Liu Jien-Wei, Lu Sheng-Nan, Chen Shun-Sheng, Yang Kuender D, Lin Meng-Chih, Wu Chao-Chien, Bloland Peter B, Park Sarah Y, Wong William, Tsao Kuo-Chien, Lin Tzou-Yien, Chen Chao-Long
Committee of Infection Control and Division of Infectious Diseases, Chang Gung Memorial Hospital, Kaohsiung Medical Center, 123 Ta Pei Road, Niao Sung Hsiang, Kaohsiung Hsien 833, Taiwan.
Infect Control Hosp Epidemiol. 2006 May;27(5):466-72. doi: 10.1086/504501. Epub 2006 Apr 26.
We conducted an epidemiologic investigation at the beginning of a nosocomial outbreak of severe acute respiratory syndrome (SARS) to clarify the dynamics of SARS transmission, the magnitude of the SARS outbreak, and the impact of the outbreak on the community.
We identified all potential cases of nosocomially acquired SARS, linked them to the most likely infection source, and described the hospital containment measures.
A 2,300-bed medical center in Kaohsiung, Taiwan.
A total of 55 cases of SARS were identified, and 227 hospital workers were quarantined.

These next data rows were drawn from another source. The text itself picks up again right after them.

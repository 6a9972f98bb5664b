//! Helpers shared by the inflate integration tests.

#![allow(dead_code)]

use flate2::Compression;
use flate2::write::DeflateEncoder;
use lzstream_deflate::InflateStream;
use std::io::{self, Read, Write};

/// Packs bits LSB-first, the way DEFLATE does.
#[derive(Default)]
pub struct BitWriter {
    bytes: Vec<u8>,
    bit_count: usize,
}

impl BitWriter {
    pub fn new() -> Self {
        Self::default()
    }

    fn push_bit(&mut self, bit: bool) {
        if self.bit_count % 8 == 0 {
            self.bytes.push(0);
        }
        if bit {
            let last = self.bytes.len() - 1;
            self.bytes[last] |= 1 << (self.bit_count % 8);
        }
        self.bit_count += 1;
    }

    /// Write a number, least significant bit first (header fields, extra bits).
    pub fn bits(&mut self, value: u32, count: u8) -> &mut Self {
        for i in 0..count {
            self.push_bit((value >> i) & 1 == 1);
        }
        self
    }

    /// Write a Huffman code, most significant bit first.
    pub fn code(&mut self, (code, len): (u32, u8)) -> &mut Self {
        for shift in (0..len).rev() {
            self.push_bit((code >> shift) & 1 == 1);
        }
        self
    }

    /// Pad to a byte boundary with zero bits.
    pub fn align(&mut self) -> &mut Self {
        while self.bit_count % 8 != 0 {
            self.push_bit(false);
        }
        self
    }

    /// Append whole bytes. The writer must be aligned.
    pub fn bytes(&mut self, data: &[u8]) -> &mut Self {
        assert_eq!(self.bit_count % 8, 0);
        self.bytes.extend_from_slice(data);
        self.bit_count += data.len() * 8;
        self
    }

    /// A complete stored block.
    pub fn stored_block(&mut self, last: bool, data: &[u8]) -> &mut Self {
        let len = data.len() as u16;
        self.bits(u32::from(last), 1).bits(0, 2).align();
        self.bits(u32::from(len), 16).bits(u32::from(!len), 16);
        self.bytes(data)
    }

    pub fn finish(&self) -> Vec<u8> {
        self.bytes.clone()
    }
}

/// Canonical (code, length) pairs for a code-length table (RFC 1951 3.2.2).
pub fn canonical_codes(lengths: &[u8]) -> Vec<(u32, u8)> {
    let max = lengths.iter().copied().max().unwrap_or(0) as usize;
    let mut bl_count = vec![0u32; max + 1];
    for &len in lengths {
        if len > 0 {
            bl_count[len as usize] += 1;
        }
    }
    let mut next_code = vec![0u32; max + 2];
    let mut code = 0;
    for bits in 1..=max {
        code = (code + bl_count[bits - 1]) << 1;
        next_code[bits] = code;
    }
    lengths
        .iter()
        .map(|&len| {
            if len == 0 {
                return (0, 0);
            }
            let code = next_code[len as usize];
            next_code[len as usize] += 1;
            (code, len)
        })
        .collect()
}

/// Fixed literal/length code for `symbol` (RFC 1951 3.2.6).
pub fn fixed_litlen(symbol: u16) -> (u32, u8) {
    let symbol = u32::from(symbol);
    match symbol {
        0..=143 => (0b0011_0000 + symbol, 8),
        144..=255 => (0b1_1001_0000 + symbol - 144, 9),
        256..=279 => (symbol - 256, 7),
        _ => (0b1100_0000 + symbol - 280, 8),
    }
}

/// Fixed distance code (5 bits).
pub fn fixed_distance(code: u16) -> (u32, u8) {
    (u32::from(code), 5)
}

/// Compress with zlib's raw DEFLATE encoder.
pub fn compress(data: &[u8], level: u32) -> Vec<u8> {
    let mut encoder = DeflateEncoder::new(Vec::new(), Compression::new(level));
    encoder.write_all(data).unwrap();
    encoder.finish().unwrap()
}

/// Deterministic test data: text-like with a few noisy stretches.
pub fn sample_data(size: usize) -> Vec<u8> {
    let text = b"The quick brown fox jumps over the lazy dog. \
                 Pack my box with five dozen liquor jugs. ";
    let mut seed: u64 = 0x1234_5678_9ABC_DEF0;
    let mut data = Vec::with_capacity(size);
    while data.len() < size {
        seed = seed.wrapping_mul(6364136223846793005).wrapping_add(1);
        if seed >> 60 == 0 {
            for _ in 0..64 {
                seed = seed.wrapping_mul(6364136223846793005).wrapping_add(1);
                data.push((seed >> 33) as u8);
            }
        } else {
            let start = (seed >> 40) as usize % text.len();
            data.extend_from_slice(&text[start..]);
        }
    }
    data.truncate(size);
    data
}

/// Pseudo-random bytes.
pub fn noise(size: usize, mut seed: u64) -> Vec<u8> {
    (0..size)
        .map(|_| {
            seed = seed.wrapping_mul(6364136223846793005).wrapping_add(1);
            (seed >> 33) as u8
        })
        .collect()
}

/// A source that hands out at most `chunk` bytes and then reports
/// `WouldBlock` before every further read.
pub struct Trickle {
    data: Vec<u8>,
    pos: usize,
    chunk: usize,
    blocked: bool,
}

impl Trickle {
    pub fn new(data: Vec<u8>, chunk: usize) -> Self {
        Self {
            data,
            pos: 0,
            chunk: chunk.max(1),
            blocked: false,
        }
    }

    pub fn remaining(&self) -> usize {
        self.data.len() - self.pos
    }
}

impl Read for Trickle {
    fn read(&mut self, buf: &mut [u8]) -> io::Result<usize> {
        if !self.blocked {
            self.blocked = true;
            return Err(io::ErrorKind::WouldBlock.into());
        }
        self.blocked = false;
        let n = self.chunk.min(buf.len()).min(self.data.len() - self.pos);
        buf[..n].copy_from_slice(&self.data[self.pos..self.pos + n]);
        self.pos += n;
        Ok(n)
    }
}

/// Pump `stream` with an output buffer of `out_size` until it finishes.
pub fn pump<R: Read>(stream: &mut InflateStream<R>, out_size: usize) -> lzstream_core::Result<Vec<u8>> {
    let mut out = Vec::new();
    let mut buf = vec![0u8; out_size];
    let mut idle = 0;
    while !stream.is_finished() {
        let n = stream.produce(&mut buf)?;
        out.extend_from_slice(&buf[..n]);
        idle = if n == 0 { idle + 1 } else { 0 };
        assert!(idle < 1_000_000, "decoder made no progress");
    }
    Ok(out)
}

The index patient and neighboring patients were isolated. A chest physician team reviewed medical charts and chest radiographs and monitored the development of SARS in patients staying in the ward. The presence of underlying lung disease and immunocompromise in some patients made the diagnosis of SARS difficult. Some cases of SARS were diagnosed after the patients had died. Medical personnel were infected only if they cared for patients with unrecognized SARS, and caretakers played important roles in transmission of SARS to family members. As the number of cases of nosocomial SARS increased, the hospital closed the affected ward and expedited construction of negative-pressure rooms on other vacated floors for patient cohorting, and the last case in the hospital was identified 1 week later.
Timely recognition of SARS is extremely important. However, given the limitations of SARS testing, possible loss of epidemic links, and the nonspecific clinical presentations in hospitalized patients, it is very important to establish cohorts of persons with low, medium, and high likelihoods of SARS acquisition. Rapid closure of affected wards may minimize the impact on hospital operations. Establishment of hospitals dedicated to appropriate treatment of patients with SARS might minimize the impact of the disease in future epidemics.
在严重急性呼吸综合征(SARS)医院内暴发初期开展流行病学调查,以阐明SARS传播动态、SARS暴发规模及该暴发给社区带来的影响。
确定所有医院获得性SARS的潜在病例,将其与最可能的感染源建立联系,并描述医院的防控措施。
台湾高雄一家拥有2300张床位的医疗中心。
共确定55例SARS病例,227名医院工作人员被隔离。首例患者及相邻患者被隔离。一个胸科医师团队查阅病历和胸部X光片,并监测病房内患者SARS的病情发展。部分患者存在基础肺部疾病和免疫功能低下,这使得SARS诊断困难。部分SARS病例在患者死亡后才得以确诊。只有在医护人员护理未被识别出SARS的患者时才会被感染,护理人员在SARS传播给家庭成员方面发挥了重要作用。随着医院内SARS病例数增加,医院关闭了受影响的病房,并加快在其他腾空楼层建造负压病房以进行患者分组,1周后医院发现了最后1例病例。
及时识别SARS极其重要。然而,鉴于SARS检测的局限性、可能的疫情联系缺失以及住院患者非特异性临床表现,建立SARS感染可能性低、中、高的人群队列非常重要。迅速关闭受影响病房可将对医院运营的影响降至最低。建立专门用于适当治疗SARS患者的医院可能会将该病在未来疫情中的影响降至最低。